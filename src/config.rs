//! Engine configuration.
//!
//! [`EqualityOptions`] carries the three switches an engine is built from and
//! is serde-friendly so it can live in a host's config file. From it,
//! [`build_comparator_set`] derives the per-category comparator table:
//!
//! 1. start from the loose or strict defaults;
//! 2. let an optional customizer replace any entry;
//! 3. wrap the recursive categories with the cycle guard when `circular`.
//!
//! The guard goes on last, so a caller override for records, sequences,
//! maps or sets is cycle-safe on a circular engine.

use crate::classify::TypeTag;
use crate::comparators::{
    are_dates_equal, are_maps_equal, are_primitive_wrappers_equal, are_records_equal,
    are_records_equal_strict, are_regexps_equal, are_sequences_equal, are_sets_equal,
    are_typed_arrays_equal, are_typed_arrays_equal_strict, combine_comparators,
};
use crate::cycle::guard;
use crate::state::{comparator, Comparator};
use serde::{Deserialize, Serialize};
use std::fmt;

/// How an engine scopes its traversal state.
#[derive(Debug, Clone, Copy, PartialEq, Eq, Hash, Default, Serialize, Deserialize)]
#[serde(rename_all = "snake_case")]
pub enum StateMode {
    /// Fresh state for every top-level call.
    #[default]
    PerCall,
    /// One state reused across calls, cleared at the start of each.
    Persistent,
}

/// Switches an engine is built from.
#[derive(Debug, Clone, Copy, PartialEq, Eq, Default, Serialize, Deserialize)]
#[serde(default)]
pub struct EqualityOptions {
    /// Guard recursive categories against cycles.
    pub circular: bool,
    /// Compare all own keys with their attributes, and extra properties on
    /// arrays, typed arrays, maps and sets.
    pub strict: bool,
    pub state_mode: StateMode,
}

impl EqualityOptions {
    pub fn circular(mut self, circular: bool) -> Self {
        self.circular = circular;
        self
    }

    pub fn strict(mut self, strict: bool) -> Self {
        self.strict = strict;
        self
    }

    pub fn state_mode(mut self, mode: StateMode) -> Self {
        self.state_mode = mode;
        self
    }
}

/// One comparator per comparable category.
#[derive(Clone)]
pub struct ComparatorSet {
    pub records: Comparator,
    pub sequences: Comparator,
    pub typed_arrays: Comparator,
    pub dates: Comparator,
    pub patterns: Comparator,
    pub maps: Comparator,
    pub sets: Comparator,
    pub boxed: Comparator,
}

impl ComparatorSet {
    /// Enumerable string keys only; collections ignore extra properties.
    pub fn loose() -> Self {
        Self {
            records: comparator(are_records_equal),
            sequences: comparator(are_sequences_equal),
            typed_arrays: comparator(are_typed_arrays_equal),
            dates: comparator(are_dates_equal),
            patterns: comparator(are_regexps_equal),
            maps: comparator(are_maps_equal),
            sets: comparator(are_sets_equal),
            boxed: comparator(are_primitive_wrappers_equal),
        }
    }

    /// All own keys with attributes; collections also compare their own
    /// properties.
    pub fn strict() -> Self {
        let strict_records = comparator(are_records_equal_strict);
        Self {
            records: strict_records.clone(),
            sequences: combine_comparators(comparator(are_sequences_equal), strict_records.clone()),
            typed_arrays: comparator(are_typed_arrays_equal_strict),
            dates: comparator(are_dates_equal),
            patterns: comparator(are_regexps_equal),
            maps: combine_comparators(comparator(are_maps_equal), strict_records.clone()),
            sets: combine_comparators(comparator(are_sets_equal), strict_records),
            boxed: comparator(are_primitive_wrappers_equal),
        }
    }

    /// Defaults for `strict`.
    pub fn defaults(strict: bool) -> Self {
        if strict {
            Self::strict()
        } else {
            Self::loose()
        }
    }

    /// Comparator for `tag`. Argument objects share the record comparator;
    /// primitives and opaque values have none.
    pub fn get(&self, tag: TypeTag) -> Option<&Comparator> {
        match tag {
            TypeTag::PlainRecord | TypeTag::ArgumentsLike => Some(&self.records),
            TypeTag::Sequence => Some(&self.sequences),
            TypeTag::TypedBuffer => Some(&self.typed_arrays),
            TypeTag::DateTime => Some(&self.dates),
            TypeTag::Pattern => Some(&self.patterns),
            TypeTag::Mapping => Some(&self.maps),
            TypeTag::SetCollection => Some(&self.sets),
            TypeTag::BoxedPrimitive => Some(&self.boxed),
            TypeTag::Primitive | TypeTag::Opaque => None,
        }
    }

    /// Wraps the categories that can contain themselves with the cycle guard.
    ///
    /// Typed buffers, dates, patterns and boxed primitives hold no object
    /// references and stay unguarded.
    pub fn guard_composites(self) -> Self {
        Self {
            records: guard(self.records),
            sequences: guard(self.sequences),
            maps: guard(self.maps),
            sets: guard(self.sets),
            ..self
        }
    }

    /// Replaces every entry `overrides` sets.
    pub fn merge(self, overrides: ComparatorOverrides) -> Self {
        Self {
            records: overrides.records.unwrap_or(self.records),
            sequences: overrides.sequences.unwrap_or(self.sequences),
            typed_arrays: overrides.typed_arrays.unwrap_or(self.typed_arrays),
            dates: overrides.dates.unwrap_or(self.dates),
            patterns: overrides.patterns.unwrap_or(self.patterns),
            maps: overrides.maps.unwrap_or(self.maps),
            sets: overrides.sets.unwrap_or(self.sets),
            boxed: overrides.boxed.unwrap_or(self.boxed),
        }
    }
}

impl fmt::Debug for ComparatorSet {
    fn fmt(&self, f: &mut fmt::Formatter<'_>) -> fmt::Result {
        f.debug_struct("ComparatorSet").finish_non_exhaustive()
    }
}

/// Partial replacement for a [`ComparatorSet`].
#[derive(Clone, Default)]
pub struct ComparatorOverrides {
    pub records: Option<Comparator>,
    pub sequences: Option<Comparator>,
    pub typed_arrays: Option<Comparator>,
    pub dates: Option<Comparator>,
    pub patterns: Option<Comparator>,
    pub maps: Option<Comparator>,
    pub sets: Option<Comparator>,
    pub boxed: Option<Comparator>,
}

impl ComparatorOverrides {
    pub fn new() -> Self {
        Self::default()
    }

    pub fn records(mut self, c: Comparator) -> Self {
        self.records = Some(c);
        self
    }

    pub fn sequences(mut self, c: Comparator) -> Self {
        self.sequences = Some(c);
        self
    }

    pub fn typed_arrays(mut self, c: Comparator) -> Self {
        self.typed_arrays = Some(c);
        self
    }

    pub fn dates(mut self, c: Comparator) -> Self {
        self.dates = Some(c);
        self
    }

    pub fn patterns(mut self, c: Comparator) -> Self {
        self.patterns = Some(c);
        self
    }

    pub fn maps(mut self, c: Comparator) -> Self {
        self.maps = Some(c);
        self
    }

    pub fn sets(mut self, c: Comparator) -> Self {
        self.sets = Some(c);
        self
    }

    pub fn boxed(mut self, c: Comparator) -> Self {
        self.boxed = Some(c);
        self
    }

    /// Number of entries set.
    pub fn len(&self) -> usize {
        [
            &self.records,
            &self.sequences,
            &self.typed_arrays,
            &self.dates,
            &self.patterns,
            &self.maps,
            &self.sets,
            &self.boxed,
        ]
        .iter()
        .filter(|c| c.is_some())
        .count()
    }

    pub fn is_empty(&self) -> bool {
        self.len() == 0
    }
}

impl fmt::Debug for ComparatorOverrides {
    fn fmt(&self, f: &mut fmt::Formatter<'_>) -> fmt::Result {
        f.debug_struct("ComparatorOverrides")
            .field("count", &self.len())
            .finish()
    }
}

/// Produces overrides from the defaults about to be used.
pub type Customizer = std::sync::Arc<dyn Fn(&ComparatorSet) -> ComparatorOverrides + Send + Sync>;

/// Builds the comparator table for `options`: defaults, then `customize`,
/// then the cycle guard.
pub fn build_comparator_set(options: &EqualityOptions, customize: Option<&Customizer>) -> ComparatorSet {
    let mut set = ComparatorSet::defaults(options.strict);
    if let Some(customize) = customize {
        let overrides = customize(&set);
        set = set.merge(overrides);
    }
    if options.circular {
        set = set.guard_composites();
    }
    set
}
····················
What you return must be the line that contains "let mut set" followed by every remaining line of the material, all exactly as written and nothing more.

    let mut set = ComparatorSet::defaults(options.strict);
    if let Some(customize) = customize {
        let overrides = customize(&set);
        set = set.merge(overrides);
    }
    if options.circular {
        set = set.guard_composites();
    }
    set
}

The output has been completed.